Une vague d'émotions m'a submergée, m'a coupée le souffle, m'a laissée pantelante.
Il y a eu la surprise, d'abord, une stupeur presque comique face à la réalité de ce petit être qui grandissait en moi, qui existait déjà.
Puis, une peur familière, celle du bouleversement, de l'inconnu, des défis qui s'annonçaient.
Comment allais-je gérer ça ? Comment ma carrière, si récemment retrouvée et si précieuse, allait-elle être impactée par cette nouvelle ? Et la procédure contre Bernier, encore en cours, allait-elle être compromise ?
Mais au milieu de cette tempête de doutes, de ces questions angoissantes, quelque chose d'autre a émergé, puissant et inattendu.
Une vague immense de tendresse. Une chaleur douce et réconfortante s'est répandue dans ma poitrine, une sensation de bonheur pur, inouïe, qui balayait tout sur son passage.

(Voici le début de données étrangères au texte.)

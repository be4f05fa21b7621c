//! Inverse templates, one per recognised statement shape.
//!
//! Each function receives a single statement (leading comments stripped, no
//! terminator) and returns its inverse, or `None` when the statement does
//! not have the shape the rule expects.

use nom::{
    branch::alt,
    bytes::complete::{tag_no_case, take_while, take_while1},
    character::complete::{char, multispace0},
    combinator::{opt, recognize},
    error::{Error, ErrorKind},
    multi::many1_count,
    sequence::{delimited, preceded, tuple},
    IResult,
};

use super::lexer::{find_keyword, is_ident_char, parenthesized, split_top_level};

/// Type written for a re-added column whose original type is lost.
pub const UNKNOWN_TYPE_PLACEHOLDER: &str = "UNKNOWN_TYPE";

/// Change-log table the DELETE inverse reads from.
pub const CHANGE_LOG_TABLE: &str = "change_log";

type Res<'a, T> = IResult<&'a str, T>;

/// Case-insensitive keyword with a word boundary, consuming trailing space.
fn kw<'a>(word: &'static str) -> impl FnMut(&'a str) -> Res<'a, &'a str> {
    move |input: &'a str| {
        let (rest, matched) = tag_no_case::<_, _, Error<&'a str>>(word)(input)?;
        if rest.starts_with(is_ident_char) {
            return Err(nom::Err::Error(Error::new(input, ErrorKind::Tag)));
        }
        let (rest, _) = multispace0::<_, Error<&'a str>>(rest)?;
        Ok((rest, matched))
    }
}

fn quoted_ident(input: &str) -> Res<&str> {
    recognize(delimited(char('"'), take_while(|c: char| c != '"'), char('"')))(input)
}

/// Identifier, possibly schema-qualified and/or double-quoted.
fn ident(input: &str) -> Res<&str> {
    let (rest, name) = recognize(many1_count(alt((
        quoted_ident,
        take_while1(|c: char| is_ident_char(c) || c == '.'),
    ))))(input)?;
    let (rest, _) = multispace0::<_, Error<&str>>(rest)?;
    Ok((rest, name))
}

/// Identifier that must not be one of `reserved` (catches positional
/// extraction landing on a keyword, e.g. `CREATE INDEX ON t`).
fn ident_except<'a>(reserved: &'static [&'static str]) -> impl FnMut(&'a str) -> Res<'a, &'a str> {
    move |input: &'a str| {
        let (rest, name) = ident(input)?;
        if reserved.iter().any(|r| name.eq_ignore_ascii_case(r)) {
            return Err(nom::Err::Error(Error::new(input, ErrorKind::Verify)));
        }
        Ok((rest, name))
    }
}

fn if_not_exists(input: &str) -> Res<&str> {
    recognize(tuple((kw("IF"), kw("NOT"), kw("EXISTS"))))(input)
}

fn if_exists(input: &str) -> Res<&str> {
    recognize(tuple((kw("IF"), kw("EXISTS"))))(input)
}

fn or_replace(input: &str) -> Res<&str> {
    recognize(tuple((kw("OR"), kw("REPLACE"))))(input)
}

fn temporary(input: &str) -> Res<&str> {
    alt((kw("TEMPORARY"), kw("TEMP")))(input)
}

/// `ALTER TABLE [IF EXISTS] [ONLY] <name>`
fn alter_table(input: &str) -> Res<&str> {
    preceded(
        tuple((kw("ALTER"), kw("TABLE"), opt(if_exists), opt(kw("ONLY")))),
        ident,
    )(input)
}

pub fn create_table(stmt: &str) -> Option<String> {
    let (_, name) = preceded(
        tuple((
            kw("CREATE"),
            opt(alt((kw("GLOBAL"), kw("LOCAL")))),
            opt(alt((temporary, kw("UNLOGGED")))),
            kw("TABLE"),
            opt(if_not_exists),
        )),
        ident,
    )(stmt)
    .ok()?;
    Some(format!("DROP TABLE IF EXISTS {} CASCADE;", name))
}

pub fn add_column(stmt: &str) -> Option<String> {
    let (_, (table, column)) = tuple((
        alter_table,
        preceded(tuple((kw("ADD"), kw("COLUMN"), opt(if_not_exists))), ident),
    ))(stmt)
    .ok()?;
    Some(format!(
        "ALTER TABLE {} DROP COLUMN IF EXISTS {};",
        table, column
    ))
}

pub fn drop_column(stmt: &str) -> Option<String> {
    let (_, (table, column)) = tuple((
        alter_table,
        preceded(tuple((kw("DROP"), kw("COLUMN"), opt(if_exists))), ident),
    ))(stmt)
    .ok()?;
    Some(format!(
        "ALTER TABLE {} ADD COLUMN {} {};",
        table, column, UNKNOWN_TYPE_PLACEHOLDER
    ))
}

pub fn rename_column(stmt: &str) -> Option<String> {
    let (_, (table, from, to)) = tuple((
        alter_table,
        preceded(
            tuple((kw("RENAME"), opt(kw("COLUMN")))),
            ident_except(&["TO", "CONSTRAINT"]),
        ),
        preceded(kw("TO"), ident),
    ))(stmt)
    .ok()?;
    Some(format!(
        "ALTER TABLE {} RENAME COLUMN {} TO {};",
        table, to, from
    ))
}

pub fn rename_table(stmt: &str) -> Option<String> {
    let (_, (from, to)) =
        tuple((alter_table, preceded(tuple((kw("RENAME"), kw("TO"))), ident)))(stmt).ok()?;

    // `ALTER TABLE s.a RENAME TO b` leaves the table at s.b.
    let (renamed, original) = match from.rsplit_once('.') {
        Some((schema, bare)) if !to.contains('.') => (format!("{}.{}", schema, to), bare),
        _ => (to.to_string(), from),
    };
    Some(format!("ALTER TABLE {} RENAME TO {};", renamed, original))
}

pub fn add_constraint(stmt: &str) -> Option<String> {
    let (_, (table, constraint)) = tuple((
        alter_table,
        preceded(tuple((kw("ADD"), kw("CONSTRAINT"))), ident),
    ))(stmt)
    .ok()?;
    Some(format!(
        "ALTER TABLE {} DROP CONSTRAINT IF EXISTS {};",
        table, constraint
    ))
}

/// `INSERT INTO t (a, b) VALUES (1, 2)[, (3, 4) ...]` → one `DELETE` per
/// row tuple, matching every listed column positionally.
pub fn insert(stmt: &str) -> Option<String> {
    let (rest, table) = preceded(tuple((kw("INSERT"), kw("INTO"))), ident)(stmt).ok()?;
    let (columns, rest) = parenthesized(rest)?;
    let columns = split_top_level(columns, ',');
    let (mut rest, _) = multispace0::<_, Error<&str>>(rest).ok()?;
    rest = kw("VALUES")(rest).ok()?.0;

    let mut deletes = Vec::new();
    while let Some((values, after)) = parenthesized(rest) {
        let values = split_top_level(values, ',');
        if values.len() != columns.len() || columns.iter().any(|c| c.is_empty()) {
            return None;
        }
        let predicate = columns
            .iter()
            .zip(&values)
            .map(|(column, value)| {
                if value.eq_ignore_ascii_case("NULL") {
                    format!("{} IS NULL", column)
                } else {
                    format!("{} = {}", column, value)
                }
            })
            .collect::<Vec<_>>()
            .join(" AND ");
        deletes.push(format!("DELETE FROM {} WHERE {};", table, predicate));

        let after = after.trim_start();
        match after.strip_prefix(',') {
            Some(next) => rest = next.trim_start(),
            None => break,
        }
    }

    if deletes.is_empty() {
        None
    } else {
        Some(deletes.join("\n"))
    }
}

/// Copies the forward SET and WHERE clauses verbatim. This does not restore
/// the previous values; the caller attaches a warning.
pub fn update(stmt: &str) -> Option<String> {
    let rest = kw("UPDATE")(stmt).ok()?.0;
    let set = find_keyword(rest, "SET")?;
    let target = rest[..set].trim();
    let after_set = &rest[set + "SET".len()..];
    let where_at = find_keyword(after_set, "WHERE")?;
    let assignments = after_set[..where_at].trim();
    let predicate = after_set[where_at + "WHERE".len()..].trim();
    if target.is_empty() || assignments.is_empty() || predicate.is_empty() {
        return None;
    }
    Some(format!(
        "UPDATE {} SET {} WHERE {};",
        target, assignments, predicate
    ))
}

/// Best effort: re-inserts the latest deleted row recorded in the
/// change-log table, which must already exist.
pub fn delete(stmt: &str) -> Option<String> {
    let (_, table) = preceded(
        tuple((kw("DELETE"), kw("FROM"), opt(kw("ONLY")))),
        ident,
    )(stmt)
    .ok()?;
    Some(format!(
        "INSERT INTO {table} (SELECT * FROM {log} WHERE table_name = '{table}' AND operation = 'DELETE' ORDER BY change_time DESC LIMIT 1);",
        table = table,
        log = CHANGE_LOG_TABLE
    ))
}

pub fn create_index(stmt: &str) -> Option<String> {
    let (_, name) = preceded(
        tuple((
            kw("CREATE"),
            opt(kw("UNIQUE")),
            kw("INDEX"),
            opt(kw("CONCURRENTLY")),
            opt(if_not_exists),
        )),
        ident_except(&["ON"]),
    )(stmt)
    .ok()?;
    Some(format!("DROP INDEX IF EXISTS {};", name))
}

pub fn create_trigger(stmt: &str) -> Option<String> {
    let (_, name) = preceded(
        tuple((
            kw("CREATE"),
            opt(or_replace),
            opt(temporary),
            opt(kw("CONSTRAINT")),
            kw("TRIGGER"),
            opt(if_not_exists),
        )),
        ident,
    )(stmt)
    .ok()?;
    Some(format!("DROP TRIGGER IF EXISTS {};", name))
}

pub fn create_view(stmt: &str) -> Option<String> {
    let (_, (materialized, name)) = preceded(
        tuple((kw("CREATE"), opt(or_replace), opt(temporary), opt(kw("RECURSIVE")))),
        tuple((
            opt(kw("MATERIALIZED")),
            preceded(tuple((kw("VIEW"), opt(if_not_exists))), ident),
        )),
    )(stmt)
    .ok()?;
    let kind = if materialized.is_some() {
        "MATERIALIZED VIEW"
    } else {
        "VIEW"
    };
    Some(format!("DROP {} IF EXISTS {};", kind, name))
}

pub fn create_sequence(stmt: &str) -> Option<String> {
    let (_, name) = preceded(
        tuple((
            kw("CREATE"),
            opt(alt((temporary, kw("UNLOGGED")))),
            kw("SEQUENCE"),
            opt(if_not_exists),
        )),
        ident,
    )(stmt)
    .ok()?;
    Some(format!("DROP SEQUENCE IF EXISTS {};", name))
}

pub fn create_schema(stmt: &str) -> Option<String> {
    let (_, name) = preceded(
        tuple((kw("CREATE"), kw("SCHEMA"), opt(if_not_exists))),
        ident_except(&["AUTHORIZATION"]),
    )(stmt)
    .ok()?;
    Some(format!("DROP SCHEMA IF EXISTS {} CASCADE;", name))
}

pub fn create_routine(stmt: &str) -> Option<String> {
    let (_, (kind, name)) = preceded(
        tuple((kw("CREATE"), opt(or_replace))),
        tuple((alt((kw("PROCEDURE"), kw("FUNCTION"))), ident)),
    )(stmt)
    .ok()?;
    Some(format!(
        "DROP {} IF EXISTS {};",
        kind.to_ascii_uppercase(),
        name
    ))
}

Ce petit être, cette vie nouvelle qui commençait en moi, c'était la preuve tangible que, malgré tout le mal que j'avais enduré, malgré les épreuves, la vie continuait.
Elle fleurissait.
C'était le signe d'un nouveau départ, non pas seulement pour notre famille recomposée, mais pour notre histoire, celle de Stéphane et moi, qui prenait une dimension nouvelle et merveilleuse.
Mes mains se sont posées instinctivement sur mon ventre, le protégeant déjà, le caressant avec une douceur infinie.
Un sourire, cette fois, un sourire rempli d'une joie profonde et sincère, a éclairé mon visage, chassant les dernières ombres de l'incertitude.
Ce n'était pas le moment que j'avais imaginé, non. C'était bien mieux. C'était la vie qui s'imposait, et elle était merveilleuse.
Il était temps d'en parler à Stéphane, de partager cette incroyable nouvelle avec l'homme que j'aimais.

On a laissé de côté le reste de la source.